We love Rocky Road so much we'll devour it any form it comes! Whether ice cream, bars or cheesecake, we can't get enough of Rocky Road's chocolatey goodness! Here is another Rocky Road recipe in pie form: buttery graham crust filled with gooey chocolate filling. Enjoy!

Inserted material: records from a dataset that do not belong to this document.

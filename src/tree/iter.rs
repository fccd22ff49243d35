//! Double-ended in-order iterator.

use std::iter::FusedIterator;

use super::avl::AvlTree;
use super::node::NodeId;
use super::store::NodeStore;
use super::traverse::step;
use crate::types::Direction;

/// In-order iterator over `(NodeId, &payload)`
///
/// Created by [`AvlTree::iter`]. Holds a shared borrow of the store, so the
/// tree cannot change underneath it.
pub struct Iter<'a, S: NodeStore + ?Sized> {
    store: &'a S,
    front: Option<NodeId>,
    back: Option<NodeId>,
}

impl<'a, S: NodeStore + ?Sized> Iter<'a, S> {
    /// Advance one end; the two ends meeting exhausts the iterator
    fn advance(&mut self, dir: Direction) -> Option<(NodeId, &'a S::Payload)> {
        let store = self.store;
        let (id, other) = match dir {
            Direction::Right => (self.front?, self.back),
            Direction::Left => (self.back?, self.front),
        };

        if Some(id) == other {
            self.front = None;
            self.back = None;
        } else {
            let moved = step(store, id, dir);
            match dir {
                Direction::Right => self.front = moved,
                Direction::Left => self.back = moved,
            }
        }

        Some((id, store.node(id).payload()))
    }
}

impl<'a, S: NodeStore + ?Sized> Iterator for Iter<'a, S> {
    type Item = (NodeId, &'a S::Payload);

    fn next(&mut self) -> Option<Self::Item> {
        self.advance(Direction::Right)
    }
}

impl<'a, S: NodeStore + ?Sized> DoubleEndedIterator for Iter<'a, S> {
    fn next_back(&mut self) -> Option<Self::Item> {
        self.advance(Direction::Left)
    }
}

impl<'a, S: NodeStore + ?Sized> FusedIterator for Iter<'a, S> {}

impl<P, K: ?Sized, X> AvlTree<P, K, X> {
    /// Iterate the linked nodes in order
    ///
    /// # Example
    ///
    /// ```
    /// use sentinel_avl::{AvlNode, AvlTree};
    /// use slab::Slab;
    ///
    /// let mut nodes = Slab::new();
    /// let mut tree = AvlTree::ordered();
    /// for word in ["pear", "apple", "fig"] {
    ///     let id = nodes.insert(AvlNode::new(word));
    ///     tree.insert_node(&mut nodes, id);
    /// }
    ///
    /// let words: Vec<&str> = tree.iter(&nodes).rev().map(|(_, w)| *w).collect();
    /// assert_eq!(words, vec!["pear", "fig", "apple"]);
    /// ```
    pub fn iter<'a, S>(&self, store: &'a S) -> Iter<'a, S>
    where
        S: NodeStore<Payload = P> + ?Sized,
    {
        Iter {
            store,
            front: self.first(store),
            back: self.last(store),
        }
    }
}
//! Height bookkeeping, rotation and the repair walk.
//!
//! ## Design
//!
//! All structural mutation goes through [`Linker`], a short-lived view that
//! borrows the tree's sentinel and the caller's store together. Parent
//! references are [`Anchor`]s, so relinking into "the slot this node used to
//! occupy" is the same code whether that slot belongs to a node or to the
//! sentinel.
//!
//! ## Repair
//!
//! After a single link or unlink, heights on the path to the sentinel can
//! change by at most one. Walking that path bottom-up and fixing each node
//! with at most one single or double rotation restores the balance
//! invariant everywhere:
//!
//! ```text
//!        n                    s                 n                    g
//!       / \                  / \               / \                 /   \
//!      s   c      ==>       a   n             s   c     ==>       s     n
//!     / \                      / \           / \                 / \   / \
//!    a   b                    b   c         a   g               a  g1 g2  c
//!                                              / \
//!   single (s leans left)                     g1  g2
//!                                          double (s leans right)
//! ```

use super::avl::CombineFn;
use super::node::{Anchor, Links, NodeId};
use super::store::NodeStore;
use super::traverse::extremum;
use crate::tracing_helpers::trace_log;
use crate::types::Direction;

/// Mutable view over the sentinel plus the node store
pub(crate) struct Linker<'a, S: NodeStore, X> {
    sentinel: &'a mut Links,
    store: &'a mut S,
    combine: Option<CombineFn<S::Payload, X>>,
    context: &'a X,
}

impl<'a, S: NodeStore, X> Linker<'a, S, X> {
    pub(crate) fn new(
        sentinel: &'a mut Links,
        store: &'a mut S,
        combine: Option<CombineFn<S::Payload, X>>,
        context: &'a X,
    ) -> Self {
        Self {
            sentinel,
            store,
            combine,
            context,
        }
    }

    // ========================================================================
    // Link access
    // ========================================================================

    #[inline]
    fn links(&self, at: Anchor) -> &Links {
        match at {
            Anchor::Sentinel => &*self.sentinel,
            Anchor::Node(id) => &self.store.node(id).links,
        }
    }

    #[inline]
    fn links_mut(&mut self, at: Anchor) -> &mut Links {
        match at {
            Anchor::Sentinel => &mut *self.sentinel,
            Anchor::Node(id) => &mut self.store.node_mut(id).links,
        }
    }

    #[inline]
    fn height(&self, id: Option<NodeId>) -> u32 {
        id.map_or(0, |id| self.store.node(id).links.height)
    }

    /// Put `child` in `parent`'s `dir` slot and point it back at `parent`
    fn set_child(&mut self, parent: Anchor, dir: Direction, child: Option<NodeId>) {
        self.links_mut(parent).set_child_slot(dir, child);
        if let Some(child) = child {
            let links = &mut self.store.node_mut(child).links;
            links.parent = Some(parent);
            links.pdir = dir;
        }
    }

    /// Recompute height, then run the augmentation hook
    fn refresh(&mut self, id: NodeId) {
        let links = *self.links(Anchor::Node(id));
        let height = 1 + self
            .height(links.child(Direction::Left))
            .max(self.height(links.child(Direction::Right)));
        self.store.node_mut(id).links.height = height;

        if let Some(combine) = self.combine {
            combine(&mut *self.store, id, self.context);
        }
    }

    // ========================================================================
    // Rotation and repair
    // ========================================================================

    /// Promote `id`'s `!dir` child into `id`'s place
    ///
    /// `id` becomes the promoted node's `dir` child and inherits its inner
    /// subtree. The caller relinks the returned node into the slot `id`
    /// used to occupy. Without a `!dir` child this is a no-op returning `id`.
    fn rotate(&mut self, id: NodeId, dir: Direction) -> NodeId {
        let Some(promoted) = self.links(Anchor::Node(id)).child(!dir) else {
            return id;
        };
        let inner = self.links(Anchor::Node(promoted)).child(dir);

        self.set_child(Anchor::Node(id), !dir, inner);
        self.set_child(Anchor::Node(promoted), dir, Some(id));

        // `promoted`'s height depends on `id`'s new one
        self.refresh(id);
        self.refresh(promoted);

        trace_log!(node = id, promoted, ?dir, "rotate");
        promoted
    }

    /// Refresh `id` and rotate if its children differ in height by two
    fn repair(&mut self, id: NodeId) {
        self.refresh(id);

        let links = *self.links(Anchor::Node(id));
        let left = self.height(links.child(Direction::Left));
        let right = self.height(links.child(Direction::Right));
        let tall = if left > right + 1 {
            Direction::Left
        } else if right > left + 1 {
            Direction::Right
        } else {
            return;
        };

        let parent = links.parent.expect("repairing a node that is not linked");
        let subtree = links
            .child(tall)
            .expect("taller side of an unbalanced node is empty");

        // Inner grandchild strictly taller: straighten it out first
        let sub = *self.links(Anchor::Node(subtree));
        if self.height(sub.child(tall)) + 1 != sub.height {
            let lifted = self.rotate(subtree, tall);
            self.set_child(Anchor::Node(id), tall, Some(lifted));
        }

        let lifted = self.rotate(id, !tall);
        self.set_child(parent, links.pdir, Some(lifted));
    }

    /// Repair every node from `start` up to, not including, the sentinel
    fn repair_from(&mut self, start: Anchor) {
        let mut at = start;
        while let Anchor::Node(id) = at {
            // `id` may be rotated away; its replacement lands in this parent's slot
            let parent = self
                .links(at)
                .parent
                .expect("repair walk reached an unlinked node");
            self.repair(id);
            at = parent;
        }
    }

    // ========================================================================
    // Link / unlink
    // ========================================================================

    /// Link the unlinked leaf `id` into `parent`'s empty `dir` slot and rebalance
    pub(crate) fn attach(&mut self, parent: Anchor, dir: Direction, id: NodeId) {
        debug_assert!(self.links(parent).child(dir).is_none());
        self.set_child(parent, dir, Some(id));
        self.refresh(id);
        self.repair_from(parent);
    }

    /// Unlink `id` and rebalance; `id` is left as a fresh unlinked leaf
    pub(crate) fn detach(&mut self, id: NodeId) {
        assert!(
            self.store.node(id).is_linked(),
            "node {id} is not linked into a tree"
        );

        let replacement = loop {
            let links = *self.links(Anchor::Node(id));
            match (links.child(Direction::Left), links.child(Direction::Right)) {
                (None, right) => break right,
                (left, None) => break left,
                (Some(_), Some(right)) => {
                    let successor = extremum(&*self.store, right, Direction::Left);
                    trace_log!(node = id, successor, "swap with successor");
                    self.swap_positions(id, successor);
                }
            }
        };

        let links = *self.links(Anchor::Node(id));
        let parent = links.parent.expect("node lost its parent while unlinking");
        self.set_child(parent, links.pdir, replacement);
        self.store.node_mut(id).links = Links::new();

        self.repair_from(parent);
    }

    /// Exchange the tree positions of `a` and `b`, leaving payloads in place
    ///
    /// Handles `b` being a direct child of `a`.
    fn swap_positions(&mut self, a: NodeId, b: NodeId) {
        let swap = |id: NodeId| {
            if id == a {
                b
            } else if id == b {
                a
            } else {
                id
            }
        };
        let moved = |links: Links| Links {
            parent: links.parent.map(|p| match p {
                Anchor::Node(id) => Anchor::Node(swap(id)),
                Anchor::Sentinel => Anchor::Sentinel,
            }),
            children: links.children.map(|child| child.map(swap)),
            ..links
        };

        let old_a = *self.links(Anchor::Node(a));
        let old_b = *self.links(Anchor::Node(b));
        self.store.node_mut(a).links = moved(old_b);
        self.store.node_mut(b).links = moved(old_a);

        for id in [a, b] {
            let links = *self.links(Anchor::Node(id));
            let parent = links.parent.expect("swapping a node that is not linked");
            self.links_mut(parent).set_child_slot(links.pdir, Some(id));
            for child in links.children.into_iter().flatten() {
                self.store.node_mut(child).links.parent = Some(Anchor::Node(id));
            }
        }
    }
}

// ============================================================================
// Unit Tests
// ============================================================================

170 grams graham cracker crumbs
1 tablespoon sugar
1 pinch kosher salt
5 tablespoons unsalted butter, melted
425 grams semisweet baking chocolate, coarsely chopped
1 3/4 cups heavy cream
2 large egg yolks, lightly beaten
2 cups mini marshmallows
1 cup whole toasted salted almonds
3/4 cup mini marshmallows
1/4 cup whole roasted salted almonds, roughly chopped
2 ounces semisweet chocolate, roughly chopped
Preheat the oven to 350ºF. Add the graham cracker crumbs, salt, sugar and melted butter to a bowl and mix well. Press the mixture into a 9-inch springform pan. Bake for 15 minutes, set aside to cool.
For the filling, melt 2/3 of the roughly chopped chocolate in a heatproof bowl over simmering water. Remove from heat and stir in the room temperature cream, then add the egg yolks and stir until everything is smooth and glossy. Stir in the remaining 1/3 chocolate, marshmallows and the almonds.
Pour the chocolate mixture into the prepared crust and sprinkle marshmallows, almonds, and chopped chocolate on top. Refrigerate the tart for at least 2 hours, or until it is chilled and set.